Expectations management will be ECB President Draghi’s principal task on Thursday. In this context, he will not have the option of repeating last month’s strategy of saying nothing. In particular, Draghi is likely to push back against any suggestion that there will be any near-term move to tapering bond purchases. He is also likely to pledge a full review of policy for the December meeting and maintain the aggressive commitment to meeting the ECB inflation target.
The most likely outcome is that the Euro will weaken, although great caution is needed given the risks of aggressive short covering on any disappointment. If looking to trade on dovish rhetoric, buying European equities would be likely to offer better value.
The ECB will announce its latest decision on interest rates on Thursday and there is no real chance that the main refi rate will be changed at this meeting.
The main focus should be on the bond-purchase programme, especially given increased market speculation over the programme’s future.
The ECB is facing the approach of several deadlines and a mishandling of short-term policy or market signals could trigger major instability within the Euro-zone.
As it stands, the bank has pledged to maintain the EUR80bn per month in bond purchases until March 2017 and for longer if necessary in order to meet the inflation target. As March 2017 approaches, the degree of market speculation surrounding the policy will inevitably increase.
The ECB originally imposed limits on the amount of bond that could be purchased with a limit of 33% of the total volume, while the national banks are unable to buy bonds, which yield less than the deposit rates, which currently stands at -0.40%.

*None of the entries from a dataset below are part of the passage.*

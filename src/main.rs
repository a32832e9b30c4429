use std::net::SocketAddr;
use std::path::{Path, PathBuf};
use std::sync::Arc;

use anyhow::{Context, Result};
use tracing::{info, warn};
use tracing_subscriber::{layer::SubscriberExt, util::SubscriberInitExt};

use discourse_sync::config::SyncConfig;
use discourse_sync::discourse::DiscourseClient;
use discourse_sync::lock::FileLock;
use discourse_sync::multisite::{SiteRegistry, TopicSiteRouter};
use discourse_sync::publish::PublishCoordinator;
use discourse_sync::refresh::PullRefreshCache;
use discourse_sync::server::{AppState, build_router};
use discourse_sync::store::{FileStore, PostStore};
use discourse_sync::types::SiteId;
use discourse_sync::webhook::{DeferredNotifier, ExactTitleFallback, TracingSink, WebhookReceiver};

const STATE_DIR_VAR: &str = "DISCOURSE_SYNC_STATE_DIR";
const ADDR_VAR: &str = "DISCOURSE_SYNC_ADDR";

#[tokio::main]
async fn main() -> Result<()> {
    tracing_subscriber::registry()
        .with(
            tracing_subscriber::EnvFilter::try_from_default_env()
                .unwrap_or_else(|_| "discourse_sync=debug,tower_http=debug".into()),
        )
        .with(tracing_subscriber::fmt::layer())
        .init();

    let config = Arc::new(SyncConfig::from_env().context("loading configuration")?);
    let state_dir = PathBuf::from(std::env::var(STATE_DIR_VAR).unwrap_or_else(|_| "state".into()));
    let addr: SocketAddr = std::env::var(ADDR_VAR)
        .unwrap_or_else(|_| "0.0.0.0:3000".into())
        .parse()
        .with_context(|| format!("parsing {ADDR_VAR}"))?;

    if config.webhook_secret.is_none() {
        warn!("DISCOURSE_WEBHOOK_SECRET is not set; every webhook delivery will be rejected");
    }

    let local_site = config.local_site.unwrap_or(SiteId(1));
    let store: Arc<dyn PostStore> = Arc::new(open_site_store(&state_dir, local_site)?);
    let lock = Arc::new(FileLock::new(state_dir.join("locks"), config.lock_stale_after));
    let client = Arc::new(DiscourseClient::new(&config).context("building HTTP client")?);

    let notifier = DeferredNotifier::new(Arc::new(TracingSink), config.notification_debounce);
    let mut receiver = WebhookReceiver::new(config.clone(), store.clone(), notifier)
        .with_title_fallback(Arc::new(ExactTitleFallback));

    let mut publisher =
        PublishCoordinator::new(config.clone(), client.clone(), store.clone(), lock.clone());

    if config.multisite_routing {
        let router = Arc::new(
            TopicSiteRouter::open(state_dir.join("routes.log")).context("opening route log")?,
        );
        let sites = open_registry(&state_dir, local_site, store.clone())?;
        info!(routes = router.len(), local_site = %local_site, "Multisite routing enabled");
        receiver = receiver.with_routing(router.clone(), sites);
        publisher = publisher.with_router(router);
    }

    let refresher = PullRefreshCache::new(config.clone(), client, store.clone(), lock);
    let app = build_router(AppState::new(store, publisher, refresher, receiver));

    info!(%addr, base_url = %config.base_url, state_dir = %state_dir.display(), "listening");
    let listener = tokio::net::TcpListener::bind(addr)
        .await
        .with_context(|| format!("binding {addr}"))?;
    axum::serve(listener, app).await?;
    Ok(())
}

fn site_posts_dir(state_dir: &Path, site: SiteId) -> PathBuf {
    state_dir.join("sites").join(site.to_string()).join("posts")
}

fn open_site_store(state_dir: &Path, site: SiteId) -> Result<FileStore> {
    let dir = site_posts_dir(state_dir, site);
    FileStore::open(&dir).with_context(|| format!("opening post store at {}", dir.display()))
}

/// Registers the local store plus every other site that has a directory
/// under `sites/`.
fn open_registry(
    state_dir: &Path,
    local_site: SiteId,
    local_store: Arc<dyn PostStore>,
) -> Result<SiteRegistry> {
    let mut registry = SiteRegistry::new().with_site(local_site, local_store);

    let sites_dir = state_dir.join("sites");
    let entries = match std::fs::read_dir(&sites_dir) {
        Ok(entries) => entries,
        Err(e) if e.kind() == std::io::ErrorKind::NotFound => return Ok(registry),
        Err(e) => return Err(e).with_context(|| format!("reading {}", sites_dir.display())),
    };

    for entry in entries {
        let entry = entry?;
        let Some(site) = entry
            .file_name()
            .to_str()
            .and_then(|name| name.parse::<u64>().ok())
            .map(SiteId)
        else {
            continue;
        };
        if site != local_site {
            registry = registry.with_site(site, Arc::new(open_site_store(state_dir, site)?));
        }
    }
    Ok(registry)
}
//! Cross-process named locks backed by lock files.
//!
//! Each lock is a file `<dir>/<name>.lock` created with create-new semantics,
//! so exactly one process can create it. Releasing removes the file. A lock
//! file older than the staleness threshold belongs to a holder that died
//! without releasing and is reclaimed.
//!
//! Reclaiming renames the stale file to a tombstone first. Of several
//! processes racing to reclaim, only one rename finds the file; a process
//! whose rename moved a lock that was re-created in the meantime sees a fresh
//! tombstone and puts it back.

use std::fs::OpenOptions;
use std::io::{self, Write};
use std::path::{Path, PathBuf};
use std::time::{Duration, SystemTime, UNIX_EPOCH};

use chrono::Utc;
use tracing::{debug, warn};

use super::{LockGuard, SyncLock};
use crate::persistence::fsync::fsync_file;

/// Lock files in a directory shared by every worker.
#[derive(Debug, Clone)]
pub struct FileLock {
    dir: PathBuf,
    stale_after: Duration,
}

impl FileLock {
    pub fn new(dir: impl Into<PathBuf>, stale_after: Duration) -> Self {
        FileLock {
            dir: dir.into(),
            stale_after,
        }
    }

    /// Returns the lock file path for `name`.
    pub fn lock_path(&self, name: &str) -> PathBuf {
        self.dir.join(format!("{name}.lock"))
    }

    fn create(&self, path: &Path) -> io::Result<()> {
        let mut file = OpenOptions::new().write(true).create_new(true).open(path)?;
        let written = writeln!(file, "{} {}", std::process::id(), Utc::now().to_rfc3339())
            .and_then(|()| fsync_file(&file));
        if written.is_err() {
            let _ = std::fs::remove_file(path);
        }
        written
    }

    /// Takes over a stale lock file at `path`. Returns true when this call
    /// now holds the lock.
    fn reclaim(&self, path: &Path) -> bool {
        let tombstone = tombstone_path(path);
        if std::fs::rename(path, &tombstone).is_err() {
            // Another process reclaimed or released it first.
            return false;
        }

        if !self.is_stale(&tombstone) {
            // The stale file was replaced by a live lock before our rename.
            if let Err(e) = std::fs::hard_link(&tombstone, path) {
                warn!(path = %path.display(), error = %e, "Failed to restore live lock file");
            }
            let _ = std::fs::remove_file(&tombstone);
            return false;
        }

        let _ = std::fs::remove_file(&tombstone);
        self.create(path).is_ok()
    }

    fn is_stale(&self, path: &Path) -> bool {
        std::fs::metadata(path)
            .and_then(|m| m.modified())
            .ok()
            .and_then(|modified| SystemTime::now().duration_since(modified).ok())
            .is_some_and(|age| age > self.stale_after)
    }
}

fn tombstone_path(path: &Path) -> PathBuf {
    let nanos = SystemTime::now()
        .duration_since(UNIX_EPOCH)
        .map(|d| d.as_nanos())
        .unwrap_or_default();
    let mut name = path.as_os_str().to_owned();
    name.push(format!(".stale-{}-{nanos}", std::process::id()));
    PathBuf::from(name)
}

/// Lock names become file names; reject anything that could escape the
/// lock directory.
fn is_valid_name(name: &str) -> bool {
    !name.is_empty()
        && !name.starts_with('.')
        && name
            .chars()
            .all(|c| c.is_ascii_alphanumeric() || matches!(c, '_' | '-' | '.'))
}

impl SyncLock for FileLock {
    fn try_acquire(&self, name: &str) -> Option<LockGuard> {
        if !is_valid_name(name) {
            warn!(lock = name, "Refusing lock with unsafe name");
            return None;
        }

        if let Err(e) = std::fs::create_dir_all(&self.dir) {
            warn!(dir = %self.dir.display(), error = %e, "Cannot create lock directory");
            return None;
        }

        let path = self.lock_path(name);
        let created = match self.create(&path) {
            Ok(()) => true,
            Err(e) if e.kind() == io::ErrorKind::AlreadyExists && self.is_stale(&path) => {
                warn!(lock = name, "Reclaiming stale lock file");
                self.reclaim(&path)
            }
            Err(e) if e.kind() == io::ErrorKind::AlreadyExists => false,
            Err(e) => {
                warn!(lock = name, error = %e, "Lock file creation failed");
                false
            }
        };

        if !created {
            debug!(lock = name, "Lock busy");
            return None;
        }

        Some(LockGuard::new(name, move || {
            if let Err(e) = std::fs::remove_file(&path) {
                warn!(path = %path.display(), error = %e, "Failed to remove lock file");
            }
        }))
    }
}
//! Response classification.
//!
//! Every remote result passes through `classify` exactly once. The returned
//! `Outcome` is the only vocabulary the rest of the engine uses for remote
//! failures: the coordinator never looks at status codes, and logs and stored
//! errors are tagged from the outcome.
//!
//! | Input                                   | Outcome                  |
//! |-----------------------------------------|--------------------------|
//! | no response                             | `TransportError`         |
//! | non-2xx                                 | `HttpError`              |
//! | 2xx, empty body, create                 | `Notice(Queued)`         |
//! | 2xx, body missing fields for operation  | `BodyInvalid`            |
//! | 2xx, update with `post.deleted_at` set  | `Notice(Deleted)`        |
//! | 2xx, otherwise                          | `Success`                |

use serde::Deserialize;
use serde_json::Value;
use tracing::{debug, warn};

use crate::discourse::{OperationKind, RawResult, RemoteClient, RemoteRequest};
use crate::types::{CategoryId, IssueKind, RemotePostId, SyncIssue, TopicId};

/// Informational outcomes that are not failures.
#[derive(Debug, Clone, Copy, PartialEq, Eq)]
pub enum NoticeKind {
    /// The post is waiting in the remote moderation queue.
    Queued,
    /// The remote post exists but was deleted out of band.
    Deleted,
}

/// Parsed body of a successful create.
#[derive(Debug, Clone, PartialEq, Eq, Deserialize)]
pub struct CreatedPost {
    pub id: RemotePostId,
    pub topic_id: TopicId,
    pub topic_slug: String,
    #[serde(default)]
    pub category_id: Option<CategoryId>,
}

/// Parsed body of a successful update.
#[derive(Debug, Clone, PartialEq, Eq, Deserialize)]
pub struct UpdatedPost {
    pub post: UpdatedPostInner,
}

#[derive(Debug, Clone, PartialEq, Eq, Deserialize)]
pub struct UpdatedPostInner {
    pub topic_id: TopicId,
    pub topic_slug: String,
    #[serde(default)]
    pub category_id: Option<CategoryId>,
    #[serde(default)]
    pub deleted_at: Option<String>,
}

/// Parsed body of a topic fetch, plus the raw JSON for caching.
#[derive(Debug, Clone, PartialEq, Eq)]
pub struct TopicData {
    pub posts_count: u64,
    pub raw: String,
}

impl TopicData {
    /// Replies, i.e. every post except the first.
    pub fn comments_count(&self) -> u64 {
        self.posts_count.saturating_sub(1)
    }
}

#[derive(Deserialize)]
struct TopicCounts {
    posts_count: u64,
}

/// A typed success body, one schema per operation.
#[derive(Debug, Clone, PartialEq, Eq)]
pub enum SuccessBody {
    Created(CreatedPost),
    Updated(UpdatedPost),
    Topic(TopicData),
    /// Operations whose body carries nothing the engine needs.
    Ack,
}

/// The classification of one remote result.
#[derive(Debug, Clone, PartialEq, Eq)]
pub enum Outcome {
    Success(SuccessBody),
    TransportError(String),
    HttpError { code: u16, message: String },
    BodyInvalid(String),
    Notice(NoticeKind),
}

impl Outcome {
    /// Short tag for logs.
    pub fn label(&self) -> &'static str {
        match self {
            Outcome::Success(_) => "success",
            Outcome::TransportError(_) => "transport_error",
            Outcome::HttpError { .. } => "http_error",
            Outcome::BodyInvalid(_) => "body_invalid",
            Outcome::Notice(NoticeKind::Queued) => "queued_topic",
            Outcome::Notice(NoticeKind::Deleted) => "deleted_topic",
        }
    }

    pub fn is_success(&self) -> bool {
        matches!(self, Outcome::Success(_))
    }

    /// Human-readable message for failures and notices.
    pub fn message(&self) -> Option<String> {
        match self {
            Outcome::Success(_) => None,
            Outcome::TransportError(m) | Outcome::BodyInvalid(m) => Some(m.clone()),
            Outcome::HttpError { code, message } => Some(format!("HTTP {code}: {message}")),
            Outcome::Notice(_) => Some(self.label().to_string()),
        }
    }

    /// The `last_error` value this outcome records, if any.
    ///
    /// All issues returned here are transient; callers upgrade them to
    /// permanent when they know the remote side rejected the resource itself.
    pub fn to_issue(&self) -> Option<SyncIssue> {
        match self {
            Outcome::Success(_) => None,
            Outcome::TransportError(m) => {
                Some(SyncIssue::transient(IssueKind::TransportError, m.clone()))
            }
            Outcome::HttpError { message, .. } => {
                Some(SyncIssue::transient(IssueKind::HttpError, message.clone()))
            }
            Outcome::BodyInvalid(m) => Some(SyncIssue::transient(IssueKind::BodyInvalid, m.clone())),
            Outcome::Notice(NoticeKind::Queued) => Some(SyncIssue::notice(IssueKind::QueuedTopic)),
            Outcome::Notice(NoticeKind::Deleted) => Some(SyncIssue::notice(IssueKind::DeletedTopic)),
        }
    }
}

/// Classifies a remote result for the given operation.
pub fn classify(result: RawResult, operation: OperationKind) -> Outcome {
    let response = match result {
        Ok(response) => response,
        Err(err) => return Outcome::TransportError(err.message),
    };

    if !response.is_success() {
        let message = extract_error_message(&response.body).unwrap_or(response.status_text);
        return Outcome::HttpError {
            code: response.status,
            message,
        };
    }

    let body = response.body.trim();
    if body.is_empty() {
        return match operation {
            OperationKind::Create => Outcome::Notice(NoticeKind::Queued),
            OperationKind::Update | OperationKind::FetchTopic => {
                Outcome::BodyInvalid("empty response body".to_string())
            }
            OperationKind::Pin | OperationKind::ChangeOwner | OperationKind::FeaturedLink => {
                Outcome::Success(SuccessBody::Ack)
            }
        };
    }

    match operation {
        OperationKind::Create => classify_create(body),
        OperationKind::Update => classify_update(body),
        OperationKind::FetchTopic => match serde_json::from_str::<TopicCounts>(body) {
            Ok(counts) => Outcome::Success(SuccessBody::Topic(TopicData {
                posts_count: counts.posts_count,
                raw: body.to_string(),
            })),
            Err(e) => Outcome::BodyInvalid(format!("topic response: {e}")),
        },
        OperationKind::Pin | OperationKind::ChangeOwner | OperationKind::FeaturedLink => {
            Outcome::Success(SuccessBody::Ack)
        }
    }
}

fn classify_create(body: &str) -> Outcome {
    let value: Value = match serde_json::from_str(body) {
        Ok(v) => v,
        Err(e) => return Outcome::BodyInvalid(format!("create response is not JSON: {e}")),
    };

    // Newer Discourse versions answer a queued post with a pending_post object.
    if value.get("action").and_then(Value::as_str) == Some("enqueued") {
        return Outcome::Notice(NoticeKind::Queued);
    }

    match serde_json::from_value::<CreatedPost>(value) {
        Ok(created) => Outcome::Success(SuccessBody::Created(created)),
        Err(e) => Outcome::BodyInvalid(format!("create response: {e}")),
    }
}

fn classify_update(body: &str) -> Outcome {
    match serde_json::from_str::<UpdatedPost>(body) {
        Ok(updated) if updated.post.deleted_at.is_some() => Outcome::Notice(NoticeKind::Deleted),
        Ok(updated) => Outcome::Success(SuccessBody::Updated(updated)),
        Err(e) => Outcome::BodyInvalid(format!("update response: {e}")),
    }
}

/// Extracts `errors[0]` from a Discourse error body.
fn extract_error_message(body: &str) -> Option<String> {
    let value: Value = serde_json::from_str(body).ok()?;
    value
        .get("errors")?
        .as_array()?
        .first()?
        .as_str()
        .map(str::to_string)
}

/// Executes `request` and classifies the result, logging both.
pub async fn send<C: RemoteClient + ?Sized>(client: &C, request: RemoteRequest) -> Outcome {
    let operation = request.operation();
    debug!(operation = operation.as_str(), path = %request.path(), "Calling Discourse");

    let outcome = classify(client.execute(request).await, operation);
    match &outcome {
        Outcome::Success(_) => debug!(operation = operation.as_str(), "Discourse call succeeded"),
        Outcome::Notice(_) => debug!(
            operation = operation.as_str(),
            outcome = outcome.label(),
            "Discourse call returned a notice"
        ),
        _ => warn!(
            operation = operation.as_str(),
            outcome = outcome.label(),
            message = %outcome.message().unwrap_or_default(),
            "Discourse call failed"
        ),
    }
    outcome
}
impl OptionKey {
    pub const ALL: [OptionKey; 21] = [
        OptionKey::BaseUrl,
        OptionKey::ApiKey,
        OptionKey::PublishUsername,
        OptionKey::WebhookSecret,
        OptionKey::DefaultCategory,
        OptionKey::AutoTrack,
        OptionKey::AddFeaturedLink,
        OptionKey::SingleUserApiKeyPublication,
        OptionKey::RequestTimeoutSecs,
        OptionKey::RefreshWindowMins,
        OptionKey::AlwaysRefresh,
        OptionKey::MaxComments,
        OptionKey::MinTrustLevel,
        OptionKey::MinScore,
        OptionKey::MinReplies,
        OptionKey::BypassTrustLevelScore,
        OptionKey::WebhookMatchOldTopics,
        OptionKey::MultisiteRouting,
        OptionKey::LocalSite,
        OptionKey::NotificationDebounceSecs,
        OptionKey::LockStaleSecs,
    ];

    /// The environment variable holding this option.
    pub fn env_var(&self) -> &'static str {
        match self {
            OptionKey::BaseUrl => "DISCOURSE_URL",
            OptionKey::ApiKey => "DISCOURSE_API_KEY",
            OptionKey::PublishUsername => "DISCOURSE_PUBLISH_USERNAME",
            OptionKey::WebhookSecret => "DISCOURSE_WEBHOOK_SECRET",
            OptionKey::DefaultCategory => "DISCOURSE_DEFAULT_CATEGORY",
            OptionKey::AutoTrack => "DISCOURSE_AUTO_TRACK",
            OptionKey::AddFeaturedLink => "DISCOURSE_ADD_FEATURED_LINK",
            OptionKey::SingleUserApiKeyPublication => "DISCOURSE_SINGLE_USER_API_KEY",
            OptionKey::RequestTimeoutSecs => "DISCOURSE_REQUEST_TIMEOUT_SECS",
            OptionKey::RefreshWindowMins => "DISCOURSE_REFRESH_WINDOW_MINS",
            OptionKey::AlwaysRefresh => "DISCOURSE_ALWAYS_REFRESH",
            OptionKey::MaxComments => "DISCOURSE_MAX_COMMENTS",
            OptionKey::MinTrustLevel => "DISCOURSE_MIN_TRUST_LEVEL",
            OptionKey::MinScore => "DISCOURSE_MIN_SCORE",
            OptionKey::MinReplies => "DISCOURSE_MIN_REPLIES",
            OptionKey::BypassTrustLevelScore => "DISCOURSE_BYPASS_TRUST_LEVEL_SCORE",
            OptionKey::WebhookMatchOldTopics => "DISCOURSE_WEBHOOK_MATCH_OLD_TOPICS",
            OptionKey::MultisiteRouting => "DISCOURSE_MULTISITE_ROUTING",
            OptionKey::LocalSite => "DISCOURSE_LOCAL_SITE",
            OptionKey::NotificationDebounceSecs => "DISCOURSE_NOTIFICATION_DEBOUNCE_SECS",
            OptionKey::LockStaleSecs => "DISCOURSE_LOCK_STALE_SECS",
        }
    }

    /// Validates `raw` for this key and stores the typed value in `config`.
    pub fn apply(&self, config: &mut SyncConfig, raw: &str) -> Result<()> {
        let key = self.env_var();
        match self {
            OptionKey::BaseUrl => config.base_url = parse_url(key, raw)?,
            OptionKey::ApiKey => config.api_key = parse_non_empty(key, raw)?,
            OptionKey::PublishUsername => config.publish_username = parse_non_empty(key, raw)?,
            OptionKey::WebhookSecret => {
                config.webhook_secret = Some(raw.trim().to_string()).filter(|s| !s.is_empty())
            }
            OptionKey::DefaultCategory => {
                config.default_category = Some(CategoryId(parse_u64(key, raw)?))
            }
            OptionKey::AutoTrack => config.auto_track = parse_bool(key, raw)?,
            OptionKey::AddFeaturedLink => config.add_featured_link = parse_bool(key, raw)?,
            OptionKey::SingleUserApiKeyPublication => {
                config.single_user_api_key_publication = parse_bool(key, raw)?
            }
            OptionKey::RequestTimeoutSecs => {
                config.request_timeout = Duration::from_secs(parse_positive(key, raw)?)
            }
            OptionKey::RefreshWindowMins => {
                let secs = parse_u64(key, raw)?
                    .checked_mul(60)
                    .ok_or_else(|| invalid(key, format!("window too large: {}", raw.trim())))?;
                config.refresh_window = Duration::from_secs(secs)
            }
            OptionKey::AlwaysRefresh => config.always_refresh = parse_bool(key, raw)?,
            OptionKey::MaxComments => config.refresh_query.best = parse_u32(key, raw)?,
            OptionKey::MinTrustLevel => config.refresh_query.min_trust_level = parse_u32(key, raw)?,
            OptionKey::MinScore => config.refresh_query.min_score = parse_u32(key, raw)?,
            OptionKey::MinReplies => config.refresh_query.min_replies = parse_u32(key, raw)?,
            OptionKey::BypassTrustLevelScore => {
                config.refresh_query.bypass_trust_level_score = parse_u32(key, raw)?
            }
            OptionKey::WebhookMatchOldTopics => {
                config.webhook_match_old_topics = parse_bool(key, raw)?
            }
            OptionKey::MultisiteRouting => config.multisite_routing = parse_bool(key, raw)?,
            OptionKey::LocalSite => config.local_site = Some(SiteId(parse_u64(key, raw)?)),
            OptionKey::NotificationDebounceSecs => {
                config.notification_debounce = Duration::from_secs(parse_u64(key, raw)?)
            }
            OptionKey::LockStaleSecs => {
                config.lock_stale_after = Duration::from_secs(parse_positive(key, raw)?)
            }
        }
        Ok(())
    }
}
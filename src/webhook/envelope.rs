//! Inbound webhook deliveries.

use serde::Deserialize;

use crate::types::TopicId;

pub const EVENT_TYPE_HEADER: &str = "X-Discourse-Event-Type";
pub const EVENT_HEADER: &str = "X-Discourse-Event";

/// One webhook delivery as received: the raw body plus the headers the
/// receiver acts on.
#[derive(Debug, Clone, Default, PartialEq, Eq)]
pub struct RemoteEventEnvelope {
    pub body: Vec<u8>,
    pub signature: Option<String>,
    /// Event family, e.g. `post` or `ping`.
    pub event_type: Option<String>,
    /// Specific event, e.g. `post_created`.
    pub event: Option<String>,
}

/// What a delivery is about.
#[derive(Debug, Clone, PartialEq, Eq)]
pub enum EventKind {
    Post,
    Ping,
    Other(String),
}

impl RemoteEventEnvelope {
    pub fn new(body: impl Into<Vec<u8>>) -> Self {
        RemoteEventEnvelope {
            body: body.into(),
            ..Self::default()
        }
    }

    pub fn with_signature(mut self, signature: impl Into<String>) -> Self {
        self.signature = Some(signature.into());
        self
    }

    pub fn with_event(mut self, event_type: impl Into<String>, event: impl Into<String>) -> Self {
        self.event_type = Some(event_type.into());
        self.event = Some(event.into());
        self
    }

    /// Classifies the delivery from its headers. Deliveries without an event
    /// type header are treated as post events.
    pub fn kind(&self) -> EventKind {
        if self.event.as_deref() == Some("ping") {
            return EventKind::Ping;
        }
        match self.event_type.as_deref().map(str::trim) {
            None | Some("") | Some("post") => EventKind::Post,
            Some("ping") => EventKind::Ping,
            Some(other) => EventKind::Other(other.to_string()),
        }
    }

    /// Parses the body of a post event.
    pub fn parse_post(&self) -> Result<PostEvent, serde_json::Error> {
        let payload: PostEventPayload = serde_json::from_slice(&self.body)?;
        Ok(payload.post)
    }
}

#[derive(Debug, Deserialize)]
struct PostEventPayload {
    post: PostEvent,
}

/// The fields of a post event the receiver uses.
#[derive(Debug, Clone, PartialEq, Eq, Deserialize)]
pub struct PostEvent {
    pub topic_id: TopicId,
    pub post_number: u64,
    #[serde(default)]
    pub topic_title: String,
}

impl PostEvent {
    /// Replies implied by this post: the first post is the topic itself.
    pub fn reply_count(&self) -> u64 {
        self.post_number.saturating_sub(1)
    }
}

#[cfg(test)]
mod tests {
    use super::*;

    #[test]
    fn parses_post_event() {
        let envelope = RemoteEventEnvelope::new(
            r#"{"post":{"id":99,"topic_id":7,"post_number":3,"topic_title":"Hello","raw":"hi"}}"#,
        );
        let event = envelope.parse_post().unwrap();
        assert_eq!(
            event,
            PostEvent {
                topic_id: TopicId(7),
                post_number: 3,
                topic_title: "Hello".to_string(),
            }
        );
        assert_eq!(event.reply_count(), 2);
    }

    #[test]
    fn rejects_body_without_post() {
        assert!(RemoteEventEnvelope::new(r#"{"ping":"OK"}"#).parse_post().is_err());
        assert!(RemoteEventEnvelope::new("not json").parse_post().is_err());
    }

    #[test]
    fn first_post_implies_no_replies() {
        let event = PostEvent {
            topic_id: TopicId(1),
            post_number: 1,
            topic_title: String::new(),
        };
        assert_eq!(event.reply_count(), 0);
    }

    #[test]
    fn kind_from_headers() {
        let base = RemoteEventEnvelope::new("{}");
        assert_eq!(base.kind(), EventKind::Post);
        assert_eq!(
            base.clone().with_event("post", "post_created").kind(),
            EventKind::Post
        );
        assert_eq!(base.clone().with_event("ping", "ping").kind(), EventKind::Ping);
        assert_eq!(
            base.with_event("topic", "topic_created").kind(),
            EventKind::Other("topic".to_string())
        );
    }
}
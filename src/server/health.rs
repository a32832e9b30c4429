//! Liveness endpoint.

use axum::http::StatusCode;

pub async fn health_handler() -> (StatusCode, &'static str) {
    (StatusCode::OK, "OK")
}

#[cfg(test)]
mod tests {
    use super::*;

    #[tokio::test]
    async fn health_returns_200_ok() {
        let (status, body) = health_handler().await;
        assert_eq!(status, StatusCode::OK);
        assert_eq!(body, "OK");
    }
}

The amount of bonds eligible for purchase is reaching very low levels, especially in Germany, which could run out of bonds within two months. There is a small chance that the ECB could cut the deposit rate to alleviate the stresses, although a temporary relaxation of measures would be more likely.
Headline inflation has increased to a nine-month high of 0.4% and will increase further over the next few months as base effects unwind. There will be increased pressure on the ECB to suspend bond purchases if the headline inflation rate moves above 1.0%.
The ECB is also increasingly frustrated at the failure of Euro-zone governments to capitalise on the period of very low interest rates and boost growth prospects through fiscal and structural measures. There are likely to be increasingly strident calls for urgent action.
Last month, there were source reports that the central bank was close to reaching a consensus on the need to taper bond purchases before the programme is completed.
Earlier this month, there were reports that the ECB was considering making small adjustments to the purchase programme, but might not make an announcement until the December meeting.
Draghi would probably again prefer to say nothing of substance at this meeting, but this would be a dangerous strategy as it would substantially increase the risk of market rumours and volatility. He will also have to face numerous difficult questions in the press conference.
It will also be very dangerous for Draghi to let tapering speculation out of the bag at this point, although he will inevitably face tough questioning about this.
In this context, Draghi is likely to signal that the bank will review policy actions with a view to making an announcement at the December meeting. He is also likely to insist that the ECB will use all of its resources to meet the inflation target.